● **Given data**
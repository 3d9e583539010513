use serde::Deserialize;
use std::env;
use std::path::PathBuf;
use std::sync::OnceLock;
use thiserror::Error;

const DEFAULT_INDEX_DIR: &str = "vector_index";
const DEFAULT_EMBEDDING_MODEL: &str = "mxbai-embed-large";
const DEFAULT_EMBEDDING_DIMENSION: usize = 1024;
const DEFAULT_EMBEDDING_BATCH_SIZE: usize = 16;
const DEFAULT_LLM_MODEL: &str = "deepseek-r1:latest";
const DEFAULT_OLLAMA_URL: &str = "http://127.0.0.1:11434";
const DEFAULT_OPENAI_BASE_URL: &str = "https://api.openai.com/v1";
const DEFAULT_CHUNK_OVERLAP: usize = 100;
const DEFAULT_RETRIEVAL_K: usize = 5;
const DEFAULT_SCORE_THRESHOLD: f32 = 0.2;
const DEFAULT_BATCH_DIR: &str = "cases";
const DEFAULT_BATCH_PATTERN: &str = "*.txt";

/// Errors encountered while loading configuration from environment variables.
#[derive(Debug, Error)]
pub enum ConfigError {
    /// Required environment variable was not provided.
    #[error("Missing environment variable: {0}")]
    MissingVariable(String),
    /// Environment variable contained a value that could not be parsed.
    #[error("Invalid value for environment variable: {0}")]
    InvalidValue(String),
}

/// Runtime configuration for Ragdesk.
#[derive(Debug, Clone, Deserialize)]
pub struct Config {
    /// Directory holding the persisted vector index.
    pub index_dir: PathBuf,
    /// Embedding provider used to generate vector representations.
    pub embedding_provider: EmbeddingProvider,
    /// Embedding model identifier passed to the provider.
    pub embedding_model: String,
    /// Dimensionality of the produced vectors.
    pub embedding_dimension: usize,
    /// Number of chunks sent to the embedding provider per request.
    pub embedding_batch_size: usize,
    /// Language model backend used to answer questions.
    pub llm_provider: LlmProvider,
    /// Completion model identifier passed to the provider.
    pub llm_model: String,
    /// Optional sampling temperature forwarded to the language model.
    pub llm_temperature: Option<f32>,
    /// Base URL of the local Ollama runtime.
    pub ollama_url: String,
    /// Base URL of an OpenAI-compatible API.
    pub openai_base_url: String,
    /// Bearer token for the OpenAI-compatible API.
    pub openai_api_key: Option<String>,
    /// Optional override for the automatic chunk size selection.
    pub text_splitter_chunk_size: Option<usize>,
    /// Token overlap carried between adjacent chunks.
    pub text_splitter_chunk_overlap: usize,
    /// Prefer smaller automatically derived chunks.
    pub text_splitter_use_safe_defaults: bool,
    /// Initial number of passages retrieved per question.
    pub retrieval_default_k: usize,
    /// Initial minimum similarity score for retrieved passages.
    pub retrieval_default_score_threshold: f32,
    /// Default source directory for batch runs.
    pub batch_dir: PathBuf,
    /// Default file-name glob for batch runs.
    pub batch_pattern: String,
}

/// Supported embedding backends for the ingestion pipeline.
#[derive(Clone, Copy, Debug, PartialEq, Eq, Deserialize)]
#[serde(rename_all = "lowercase")]
pub enum EmbeddingProvider {
    /// Local Ollama runtime.
    Ollama,
    /// Hosted OpenAI-compatible embeddings API.
    OpenAI,
    /// Deterministic feature-hashing embedder that needs no external service.
    Hashing,
}

/// Supported language model backends for answering questions.
#[derive(Clone, Copy, Debug, PartialEq, Eq, Deserialize)]
#[serde(rename_all = "lowercase")]
pub enum LlmProvider {
    /// Local Ollama runtime.
    Ollama,
    /// Hosted OpenAI-compatible chat completions API.
    OpenAI,
}

impl Config {
    /// Load configuration from environment variables, performing validation along the way.
    pub fn from_env() -> Result<Self, ConfigError> {
        Self::from_lookup(|key| env::var(key).ok())
    }

    /// Load configuration through an arbitrary key lookup.
    ///
    /// Blank values are treated as absent so that `FOO=` in a `.env` file falls back to the
    /// default instead of failing to parse.
    pub fn from_lookup<F>(lookup: F) -> Result<Self, ConfigError>
    where
        F: Fn(&str) -> Option<String>,
    {
        let get = |key: &str| lookup(key).filter(|value| !value.trim().is_empty());

        let embedding_provider = match get("EMBEDDING_PROVIDER") {
            Some(value) => value
                .parse()
                .map_err(|()| ConfigError::InvalidValue("EMBEDDING_PROVIDER".to_string()))?,
            None => EmbeddingProvider::Ollama,
        };
        let llm_provider = match get("LLM_PROVIDER") {
            Some(value) => value
                .parse()
                .map_err(|()| ConfigError::InvalidValue("LLM_PROVIDER".to_string()))?,
            None => LlmProvider::Ollama,
        };

        let openai_api_key = get("OPENAI_API_KEY");
        let needs_openai =
            embedding_provider == EmbeddingProvider::OpenAI || llm_provider == LlmProvider::OpenAI;
        if needs_openai && openai_api_key.is_none() {
            return Err(ConfigError::MissingVariable("OPENAI_API_KEY".to_string()));
        }

        let embedding_dimension = parse_or(&get, "EMBEDDING_DIMENSION", DEFAULT_EMBEDDING_DIMENSION)?;
        if embedding_dimension == 0 {
            return Err(ConfigError::InvalidValue("EMBEDDING_DIMENSION".to_string()));
        }
        let embedding_batch_size =
            parse_or(&get, "EMBEDDING_BATCH_SIZE", DEFAULT_EMBEDDING_BATCH_SIZE)?.max(1);

        let retrieval_default_score_threshold: f32 = parse_or(
            &get,
            "RETRIEVAL_DEFAULT_SCORE_THRESHOLD",
            DEFAULT_SCORE_THRESHOLD,
        )?;
        if !retrieval_default_score_threshold.is_finite() {
            return Err(ConfigError::InvalidValue(
                "RETRIEVAL_DEFAULT_SCORE_THRESHOLD".to_string(),
            ));
        }

        Ok(Self {
            index_dir: get("RAGDESK_INDEX_DIR")
                .map(PathBuf::from)
                .unwrap_or_else(|| PathBuf::from(DEFAULT_INDEX_DIR)),
            embedding_provider,
            embedding_model: get("EMBEDDING_MODEL")
                .unwrap_or_else(|| DEFAULT_EMBEDDING_MODEL.to_string()),
            embedding_dimension,
            embedding_batch_size,
            llm_provider,
            llm_model: get("LLM_MODEL").unwrap_or_else(|| DEFAULT_LLM_MODEL.to_string()),
            llm_temperature: parse_optional(&get, "LLM_TEMPERATURE")?,
            ollama_url: get("OLLAMA_URL").unwrap_or_else(|| DEFAULT_OLLAMA_URL.to_string()),
            openai_base_url: get("OPENAI_BASE_URL")
                .unwrap_or_else(|| DEFAULT_OPENAI_BASE_URL.to_string()),
            openai_api_key,
            text_splitter_chunk_size: parse_optional(&get, "TEXT_SPLITTER_CHUNK_SIZE")?,
            text_splitter_chunk_overlap: parse_or(
                &get,
                "TEXT_SPLITTER_CHUNK_OVERLAP",
                DEFAULT_CHUNK_OVERLAP,
            )?,
            text_splitter_use_safe_defaults: parse_flag(&get, "TEXT_SPLITTER_USE_SAFE_DEFAULTS")?,
            retrieval_default_k: parse_or(&get, "RETRIEVAL_DEFAULT_K", DEFAULT_RETRIEVAL_K)?
                .clamp(1, 10),
            retrieval_default_score_threshold: retrieval_default_score_threshold.clamp(0.0, 1.0),
            batch_dir: get("BATCH_DIR")
                .map(PathBuf::from)
                .unwrap_or_else(|| PathBuf::from(DEFAULT_BATCH_DIR)),
            batch_pattern: get("BATCH_PATTERN")
                .unwrap_or_else(|| DEFAULT_BATCH_PATTERN.to_string()),
        })
    }
}

fn parse_optional<T, G>(get: &G, key: &str) -> Result<Option<T>, ConfigError>
where
    T: std::str::FromStr,
    G: Fn(&str) -> Option<String>,
{
    get(key)
        .map(|value| {
            value
                .trim()
                .parse()
                .map_err(|_| ConfigError::InvalidValue(key.to_string()))
        })
        .transpose()
}

fn parse_or<T, G>(get: &G, key: &str, default: T) -> Result<T, ConfigError>
where
    T: std::str::FromStr,
    G: Fn(&str) -> Option<String>,
{
    Ok(parse_optional(get, key)?.unwrap_or(default))
}

fn parse_flag<G>(get: &G, key: &str) -> Result<bool, ConfigError>
where
    G: Fn(&str) -> Option<String>,
{
    match get(key).map(|value| value.trim().to_lowercase()) {
        None => Ok(false),
        Some(value) => match value.as_str() {
            "1" | "true" | "yes" | "on" => Ok(true),
            "0" | "false" | "no" | "off" => Ok(false),
            _ => Err(ConfigError::InvalidValue(key.to_string())),
        },
    }
}

impl std::str::FromStr for EmbeddingProvider {
    type Err = ();

    fn from_str(s: &str) -> Result<Self, Self::Err> {
        match s.trim().to_lowercase().as_str() {
            "ollama" => Ok(Self::Ollama),
            "openai" => Ok(Self::OpenAI),
            "hashing" | "hash" => Ok(Self::Hashing),
            _ => Err(()),
        }
    }
}

impl std::str::FromStr for LlmProvider {
    type Err = ();

    fn from_str(s: &str) -> Result<Self, Self::Err> {
        match s.trim().to_lowercase().as_str() {
            "ollama" => Ok(Self::Ollama),
            "openai" => Ok(Self::OpenAI),
            _ => Err(()),
        }
    }
}

/// Global configuration cache populated during process start.
pub static CONFIG: OnceLock<Config> = OnceLock::new();

/// Retrieve the loaded configuration, panicking if initialization has not occurred.
pub fn get_config() -> &'static Config {
    CONFIG.get().expect("Config not initialized")
}

/// Load configuration from the environment and install it in the global cache.
pub fn init_config() -> Result<&'static Config, ConfigError> {
    dotenvy::dotenv().ok();
    let config = Config::from_env()?;
    tracing::debug!(
        index_dir = %config.index_dir.display(),
        embedding_provider = ?config.embedding_provider,
        embedding_model = %config.embedding_model,
        llm_provider = ?config.llm_provider,
        llm_model = %config.llm_model,
        "Loaded configuration"
    );
    Ok(CONFIG.get_or_init(|| config))
}

#[cfg(test)]
mod tests {
    use super::*;
    use std::collections::HashMap;

    fn config_from(pairs: &[(&str, &str)]) -> Result<Config, ConfigError> {
        let map: HashMap<String, String> = pairs
            .iter()
            .map(|(key, value)| (key.to_string(), value.to_string()))
            .collect();
        Config::from_lookup(|key| map.get(key).cloned())
    }

    #[test]
    fn defaults_apply_when_environment_is_empty() {
        let config = config_from(&[]).expect("defaults load");
        assert_eq!(config.index_dir, PathBuf::from("vector_index"));
        assert_eq!(config.embedding_provider, EmbeddingProvider::Ollama);
        assert_eq!(config.llm_provider, LlmProvider::Ollama);
        assert_eq!(config.llm_model, "deepseek-r1:latest");
        assert_eq!(config.retrieval_default_k, 5);
        assert!((config.retrieval_default_score_threshold - 0.2).abs() < f32::EPSILON);
        assert_eq!(config.batch_pattern, "*.txt");
        assert_eq!(config.text_splitter_chunk_overlap, 100);
        assert!(config.text_splitter_chunk_size.is_none());
    }

    #[test]
    fn blank_values_fall_back_to_defaults() {
        let config = config_from(&[("EMBEDDING_MODEL", "   "), ("BATCH_DIR", "")]).unwrap();
        assert_eq!(config.embedding_model, "mxbai-embed-large");
        assert_eq!(config.batch_dir, PathBuf::from("cases"));
    }

    #[test]
    fn openai_provider_requires_api_key() {
        let error = config_from(&[("LLM_PROVIDER", "openai")]).unwrap_err();
        assert!(matches!(error, ConfigError::MissingVariable(name) if name == "OPENAI_API_KEY"));

        let config = config_from(&[("LLM_PROVIDER", "OpenAI"), ("OPENAI_API_KEY", "sk-test")])
            .expect("key supplied");
        assert_eq!(config.llm_provider, LlmProvider::OpenAI);
    }

    #[test]
    fn invalid_values_are_reported_by_name() {
        let error = config_from(&[("EMBEDDING_DIMENSION", "wide")]).unwrap_err();
        assert!(matches!(error, ConfigError::InvalidValue(name) if name == "EMBEDDING_DIMENSION"));

        let error = config_from(&[("EMBEDDING_PROVIDER", "word2vec")]).unwrap_err();
        assert!(matches!(error, ConfigError::InvalidValue(name) if name == "EMBEDDING_PROVIDER"));

        let error = config_from(&[("TEXT_SPLITTER_USE_SAFE_DEFAULTS", "maybe")]).unwrap_err();
        assert!(matches!(error, ConfigError::InvalidValue(_)));
    }

    #[test]
    fn retrieval_defaults_are_clamped_into_slider_ranges() {
        let config = config_from(&[
            ("RETRIEVAL_DEFAULT_K", "42"),
            ("RETRIEVAL_DEFAULT_SCORE_THRESHOLD", "1.5"),
        ])
        .unwrap();
        assert_eq!(config.retrieval_default_k, 10);
        assert!((config.retrieval_default_score_threshold - 1.0).abs() < f32::EPSILON);
    }

    #[test]
    fn hashing_provider_and_flags_parse() {
        let config = config_from(&[
            ("EMBEDDING_PROVIDER", "hashing"),
            ("EMBEDDING_DIMENSION", "256"),
            ("TEXT_SPLITTER_USE_SAFE_DEFAULTS", "1"),
            ("TEXT_SPLITTER_CHUNK_SIZE", "64"),
        ])
        .unwrap();
        assert_eq!(config.embedding_provider, EmbeddingProvider::Hashing);
        assert_eq!(config.embedding_dimension, 256);
        assert!(config.text_splitter_use_safe_defaults);
        assert_eq!(config.text_splitter_chunk_size, Some(64));
    }
}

● **Problem statement**
Looking at the entries above, work out how many lines contain "EmbeddingProvider", then reply with that number and no other words.

● **Answer box**
7